SUKABUMI – Badan Perencanaan Pembangunan Daerah (Bappeda) Kota Sukabumi, menyebutkan selama Juli 2022 mengalami inflasi sebesar 0,43 persen. Angka itu, lebih kecil jika dibandingkan pada Juni lalu yang jumlahnya mencapai 0,58 persen.

“Ya, Juli kemarin Kota Sukabumi mengalami inflasi sebesar 0,43 persen, dengan Indeks Harga Konsumen (IHK) sebesar 111,17,” ungkap Kepala Bidang Perekonomian, dan Sumber Daya Alam Bappeda Kota Sukabumi, Yanto Arisdiyanto kepada wartawan, Kamis (25/8).

Bacaan Lainnya

Lanjut Yanto, berdasarkan data dari Badan Pusat Statistik (BPS) Kota Sukabumi penyebab inflasi pada Juli karena adanya kenaikan indeks harga beberapa kelompok pengeluaran.
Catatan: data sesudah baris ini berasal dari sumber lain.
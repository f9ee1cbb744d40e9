use axum::{Router, routing::{get, post}, middleware};
use crate::state::AppState;
use crate::handlers::auth::{login, logout, me, register};
use crate::middleware::auth::require_auth;

pub fn routes(state: AppState) -> Router<AppState> {
    let open = Router::new()
        .route("/api/auth/login", post(login))
        .route("/api/auth/register", post(register));

    let protected = Router::new()
        .route("/api/auth/logout", post(logout))
        .route("/api/auth/me", get(me))
        .route_layer(middleware::from_fn_with_state(state, require_auth));

    open.merge(protected)
}
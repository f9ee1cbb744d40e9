//! End-to-end checks through the full router over in-memory storage.

use axum::{
    body::{to_bytes, Body},
    http::{header, Method, Request, StatusCode},
    Router,
};
use serde_json::{json, Value};
use tower::ServiceExt;

use crate::app;
use crate::models::user::Role;
use crate::repository::ContactRepository;
use crate::test_support::TestContext;

struct TestApp {
    ctx: TestContext,
    router: Router,
}

impl TestApp {
    fn new() -> Self {
        let ctx = TestContext::new();
        let router = app(ctx.state.clone(), None);
        Self { ctx, router }
    }

    async fn send(&self, method: Method, uri: &str, token: Option<&str>, body: Option<Value>) -> (StatusCode, Value) {
        let mut builder = Request::builder().method(method).uri(uri);
        if let Some(token) = token {
            builder = builder.header(header::AUTHORIZATION, format!("Bearer {token}"));
        }
        let body = match body {
            Some(json) => {
                builder = builder.header(header::CONTENT_TYPE, "application/json");
                Body::from(json.to_string())
            }
            None => Body::empty(),
        };
        self.raw(builder.body(body).unwrap()).await
    }

    async fn raw(&self, req: Request<Body>) -> (StatusCode, Value) {
        let res = self.router.clone().oneshot(req).await.unwrap();
        let status = res.status();
        let bytes = to_bytes(res.into_body(), usize::MAX).await.unwrap();
        let body = if bytes.is_empty() { Value::Null } else { serde_json::from_slice(&bytes).unwrap() };
        (status, body)
    }

    async fn login_as(&self, email: &str, role: Role) -> String {
        self.ctx.seed_user(email, "secret123", role).await;
        let (status, body) = self
            .send(
                Method::POST,
                "/api/auth/login",
                None,
                Some(json!({ "email": email, "password": "secret123" })),
            )
            .await;
        assert_eq!(status, StatusCode::OK);
        body["data"]["token"].as_str().unwrap().to_string()
    }
}

#[tokio::test]
async fn health_reports_ok() {
    let app = TestApp::new();
    let (status, body) = app.send(Method::GET, "/health", None, None).await;
    assert_eq!(status, StatusCode::OK);
    assert_eq!(body["success"], true);
    assert_eq!(body["data"]["status"], "ok");
}

#[tokio::test]
async fn unknown_route_gets_json_404() {
    let app = TestApp::new();
    let (status, body) = app.send(Method::GET, "/nope", None, None).await;
    assert_eq!(status, StatusCode::NOT_FOUND);
    assert_eq!(body["success"], false);
    assert!(body["message"].is_string());
}

#[tokio::test]
async fn admin_creates_user_without_leaking_hash() {
    let app = TestApp::new();
    let token = app.login_as("admin@x.com", Role::Admin).await;
    let payload = json!({ "nombre": "Ana", "email": "ana@x.com", "password": "secret123" });

    let (status, body) = app.send(Method::POST, "/api/users", Some(&token), Some(payload.clone())).await;
    assert_eq!(status, StatusCode::CREATED);
    assert_eq!(body["success"], true);
    assert_eq!(body["data"]["rol"], "client");
    assert!(body["data"].get("password").is_none());
    assert!(body["data"].get("password_hash").is_none());

    let (status, body) = app.send(Method::POST, "/api/users", Some(&token), Some(payload)).await;
    assert_eq!(status, StatusCode::CONFLICT);
    assert_eq!(body["success"], false);
}

#[tokio::test]
async fn missing_user_is_404() {
    let app = TestApp::new();
    let token = app.login_as("admin@x.com", Role::Admin).await;
    let (status, body) = app.send(Method::GET, "/api/users/9999", Some(&token), None).await;
    assert_eq!(status, StatusCode::NOT_FOUND);
    assert_eq!(body["success"], false);
}

#[tokio::test]
async fn non_numeric_id_is_400() {
    let app = TestApp::new();
    let token = app.login_as("admin@x.com", Role::Admin).await;
    let (status, _) = app.send(Method::GET, "/api/users/abc", Some(&token), None).await;
    assert_eq!(status, StatusCode::BAD_REQUEST);
}

#[tokio::test]
async fn client_cannot_manage_users() {
    let app = TestApp::new();
    let token = app.login_as("ana@x.com", Role::Client).await;
    let (status, body) = app.send(Method::GET, "/api/users", Some(&token), None).await;
    assert_eq!(status, StatusCode::FORBIDDEN);
    assert!(body.get("data").is_none());
}

#[tokio::test]
async fn dashboard_requires_a_session() {
    let app = TestApp::new();
    let (status, body) = app.send(Method::GET, "/client/stats", None, None).await;
    assert_eq!(status, StatusCode::UNAUTHORIZED);
    assert_eq!(body["success"], false);
    assert!(body.get("data").is_none());

    let (status, _) = app.send(Method::GET, "/client/stats", Some("garbage"), None).await;
    assert_eq!(status, StatusCode::UNAUTHORIZED);
}

#[tokio::test]
async fn admin_is_refused_on_client_dashboard() {
    let app = TestApp::new();
    let token = app.login_as("admin@x.com", Role::Admin).await;
    let (status, _) = app.send(Method::GET, "/client/stats", Some(&token), None).await;
    assert_eq!(status, StatusCode::FORBIDDEN);
}

#[tokio::test]
async fn client_sees_own_stats() {
    let app = TestApp::new();
    let token = app.login_as("ana@x.com", Role::Client).await;
    let (status, body) = app.send(Method::GET, "/client/stats", Some(&token), None).await;
    assert_eq!(status, StatusCode::OK);
    assert_eq!(body["success"], true);
    assert!(body["data"].is_object());
}

#[tokio::test]
async fn session_cookie_is_accepted() {
    let app = TestApp::new();
    let token = app.login_as("ana@x.com", Role::Client).await;
    let req = Request::builder()
        .uri("/api/auth/me")
        .header(header::COOKIE, format!("session={token}"))
        .body(Body::empty())
        .unwrap();
    let (status, body) = app.raw(req).await;
    assert_eq!(status, StatusCode::OK);
    assert_eq!(body["data"]["email"], "ana@x.com");
}

#[tokio::test]
async fn quoted_session_cookie_is_accepted() {
    let app = TestApp::new();
    let token = app.login_as("ana@x.com", Role::Client).await;
    let req = Request::builder()
        .uri("/api/auth/me")
        .header(header::COOKIE, format!("theme=dark; session=\"{token}\""))
        .body(Body::empty())
        .unwrap();
    let (status, body) = app.raw(req).await;
    assert_eq!(status, StatusCode::OK);
    assert_eq!(body["data"]["email"], "ana@x.com");
}

#[tokio::test]
async fn login_sets_http_only_cookie_and_logout_expires_it() {
    let app = TestApp::new();
    app.ctx.seed_user("ana@x.com", "secret123", Role::Client).await;
    let login = Request::builder()
        .method(Method::POST)
        .uri("/api/auth/login")
        .header(header::CONTENT_TYPE, "application/json")
        .body(Body::from(json!({ "email": "ana@x.com", "password": "secret123" }).to_string()))
        .unwrap();
    let res = app.router.clone().oneshot(login).await.unwrap();
    let cookie = res.headers()[header::SET_COOKIE].to_str().unwrap().to_string();
    assert!(cookie.starts_with("session="));
    assert!(cookie.contains("HttpOnly"));
    let token = cookie["session=".len()..].split(';').next().unwrap().to_string();

    let logout = Request::builder()
        .method(Method::POST)
        .uri("/api/auth/logout")
        .header(header::AUTHORIZATION, format!("Bearer {token}"))
        .body(Body::empty())
        .unwrap();
    let res = app.router.clone().oneshot(logout).await.unwrap();
    assert_eq!(res.status(), StatusCode::OK);
    let cleared = res.headers()[header::SET_COOKIE].to_str().unwrap();
    assert!(cleared.starts_with("session=;"));
    assert!(cleared.contains("Max-Age=0"));
}

#[tokio::test]
async fn client_can_clear_profile_fields() {
    let app = TestApp::new();
    let token = app.login_as("ana@x.com", Role::Client).await;

    let (status, body) = app
        .send(Method::PUT, "/client/profile", Some(&token), Some(json!({ "telefono": "600000000" })))
        .await;
    assert_eq!(status, StatusCode::OK);
    assert_eq!(body["data"]["telefono"], "600000000");

    let (status, body) = app
        .send(Method::PUT, "/client/profile", Some(&token), Some(json!({ "telefono": "" })))
        .await;
    assert_eq!(status, StatusCode::OK);
    assert!(body["data"]["telefono"].is_null());

    let (_, body) = app.send(Method::GET, "/client/profile", Some(&token), None).await;
    assert!(body["data"]["telefono"].is_null());
}

#[tokio::test]
async fn wrong_method_gets_json_405() {
    let app = TestApp::new();
    let (status, body) = app.send(Method::DELETE, "/api/contact", None, None).await;
    assert_eq!(status, StatusCode::METHOD_NOT_ALLOWED);
    assert_eq!(body["success"], false);
    assert!(body["message"].is_string());
}

#[tokio::test]
async fn admin_cannot_demote_self_over_http() {
    let app = TestApp::new();
    let token = app.login_as("admin@x.com", Role::Admin).await;
    let (_, me) = app.send(Method::GET, "/api/auth/me", Some(&token), None).await;
    let uri = format!("/api/users/{}", me["data"]["id"]);

    let (status, body) = app.send(Method::PUT, &uri, Some(&token), Some(json!({ "rol": "client" }))).await;
    assert_eq!(status, StatusCode::FORBIDDEN);
    assert_eq!(body["success"], false);

    let (status, _) = app.send(Method::GET, "/api/users", Some(&token), None).await;
    assert_eq!(status, StatusCode::OK);
}

#[tokio::test]
async fn logout_invalidates_the_token() {
    let app = TestApp::new();
    let token = app.login_as("ana@x.com", Role::Client).await;

    let (status, _) = app.send(Method::POST, "/api/auth/logout", Some(&token), None).await;
    assert_eq!(status, StatusCode::OK);

    let (status, _) = app.send(Method::GET, "/client/profile", Some(&token), None).await;
    assert_eq!(status, StatusCode::UNAUTHORIZED);
}

#[tokio::test]
async fn client_answers_a_quote_once() {
    let app = TestApp::new();
    let admin = app.login_as("admin@x.com", Role::Admin).await;
    let client = app.login_as("ana@x.com", Role::Client).await;
    let (_, me) = app.send(Method::GET, "/api/auth/me", Some(&client), None).await;
    let client_id = me["data"]["id"].as_i64().unwrap();

    let (status, quote) = app
        .send(
            Method::POST,
            "/api/admin/quotes",
            Some(&admin),
            Some(json!({ "user_id": client_id, "title": "Web", "amount": 1200.0 })),
        )
        .await;
    assert_eq!(status, StatusCode::CREATED);
    let uri = format!("/client/quotes/{}/status", quote["data"]["id"]);

    let (status, body) = app
        .send(Method::PUT, &uri, Some(&client), Some(json!({ "status": "accepted" })))
        .await;
    assert_eq!(status, StatusCode::OK);
    assert_eq!(body["data"]["status"], "accepted");

    let (status, _) = app
        .send(Method::PUT, &uri, Some(&client), Some(json!({ "status": "rejected" })))
        .await;
    assert_eq!(status, StatusCode::CONFLICT);

    let (_, activity) = app.send(Method::GET, "/client/activity", Some(&client), None).await;
    assert_eq!(activity["data"].as_array().unwrap().len(), 1);
}

#[tokio::test]
async fn contact_form_validation() {
    let app = TestApp::new();
    let (status, body) = app
        .send(Method::POST, "/api/contact", None, Some(json!({ "nombre": "Ana" })))
        .await;
    assert_eq!(status, StatusCode::BAD_REQUEST);
    assert_eq!(body["success"], false);

    let (status, body) = app
        .send(
            Method::POST,
            "/api/contact",
            None,
            Some(json!({ "nombre": "Ana", "email": "ana@x.com", "mensaje": "Hola" })),
        )
        .await;
    assert_eq!(status, StatusCode::CREATED);
    assert_eq!(body["success"], true);
    assert_eq!(app.ctx.contact.list().await.unwrap().len(), 1);
}

#[tokio::test]
async fn malformed_json_is_400() {
    let app = TestApp::new();
    let req = Request::builder()
        .method(Method::POST)
        .uri("/api/auth/login")
        .header(header::CONTENT_TYPE, "application/json")
        .body(Body::from("{not json"))
        .unwrap();
    let (status, body) = app.raw(req).await;
    assert_eq!(status, StatusCode::BAD_REQUEST);
    assert_eq!(body["success"], false);
}
// src/state.rs
use std::sync::Arc;

use chrono::Duration;
use sqlx::PgPool;

use crate::config::Config;
use crate::repository::{
    BusinessRepository, ContactRepository, PgBusinessRepository, PgContactRepository, PgSessionRepository,
    PgUserRepository, SessionRepository, UserRepository,
};
use crate::services::{AdminService, AuthService, ClientService, ContactService, UserService};

/// Storage backends the services are built on.
pub struct Repositories {
    pub users: Arc<dyn UserRepository>,
    pub sessions: Arc<dyn SessionRepository>,
    pub business: Arc<dyn BusinessRepository>,
    pub contact: Arc<dyn ContactRepository>,
}

impl Repositories {
    pub fn postgres(pool: PgPool) -> Self {
        Self {
            users: Arc::new(PgUserRepository::new(pool.clone())),
            sessions: Arc::new(PgSessionRepository::new(pool.clone())),
            business: Arc::new(PgBusinessRepository::new(pool.clone())),
            contact: Arc::new(PgContactRepository::new(pool)),
        }
    }
}

#[derive(Clone, Debug)]
pub struct SecuritySettings {
    pub session_secret: String,
    pub session_ttl: Duration,
    pub bcrypt_cost: u32,
    pub cookie_secure: bool,
}

impl From<&Config> for SecuritySettings {
    fn from(config: &Config) -> Self {
        Self {
            session_secret: config.session_secret.clone(),
            session_ttl: Duration::hours(config.session_ttl_hours),
            bcrypt_cost: config.bcrypt_cost,
            cookie_secure: config.cookie_secure,
        }
    }
}

#[derive(Clone)]
pub struct AppState {
    pub users: UserService,
    pub auth: AuthService,
    pub client: ClientService,
    pub admin: AdminService,
    pub contact: ContactService,
    pub cookie_secure: bool,
}

impl AppState {
    pub fn new(db_pool: PgPool, config: &Config) -> Self {
        Self::from_repositories(Repositories::postgres(db_pool), SecuritySettings::from(config))
    }

    pub fn from_repositories(repos: Repositories, settings: SecuritySettings) -> Self {
        let users = UserService::new(repos.users.clone(), settings.bcrypt_cost);
        let auth = AuthService::new(
            repos.users.clone(),
            repos.sessions,
            users.clone(),
            &settings.session_secret,
            settings.session_ttl,
        );
        let client = ClientService::new(repos.business.clone(), users.clone());
        let admin = AdminService::new(repos.users, repos.business);
        let contact = ContactService::new(repos.contact);

        Self {
            users,
            auth,
            client,
            admin,
            contact,
            cookie_secure: settings.cookie_secure,
        }
    }
}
Diantaranya, kelompok makanan, minuman dan tembakau sebesar 0,71 persen, kelompok pakaian dan alas kaki sebesar 0,91 persen, kelompok perumahan, air, listrik dan bahan bakar rumah tangga sebesar 0,31 persen, kelompok perlengkapan, peralatan dan pemeliharaan rutin rumah tangga sebesar 0,32 persen, kelompok transportasi sebesar 0,17 persen, kelompok pendidikan sebesar 1,68 persen, kelompok penyediaan makanan dan minuman/restoran sebesar 0,19 persen. “Adapun, kelompok perawatan pribadi dan jasa lainya sebesar 0,53 persen,” ujarnya.

Selain itu, perkembangan harga Bahan Pokok Penting (Bapokting) pada Juli tahun ini relatif mengalami kenaikan harga. Terutama pada komoditas cabai seperti, cabai merah lokal naik dari Rp80 ribu menjadi Rp90 ribu per kg, cabai hijau besar dari Rp42 ribu menjadi Rp45 ribu per kg, cabai rawit merah yang dijual di bulan Juli 2022 mencapai Rp80 ribu per kg, dan cabai hijau rawit hijau dikisaran Rp54 ribu per kilogram.

“Berdasarkan data dari Dinas Koperasi, Usaha Mikro, Perindustrian dan Perdagangan (Diskumindag) Kota Sukabumi, beberapa Bapokting alami kenaikan harga,” ujarnya.

Disisi lain, sambung Yanto, terdapat beberapa kelompok pengeluaran yang juga mengalami deflasi. Misalnya saja, kelompok kesehatan sebesar 1,90 persen, kelompok informasi, komunikasi dan jasa keuangan sebesar 0,25 persen.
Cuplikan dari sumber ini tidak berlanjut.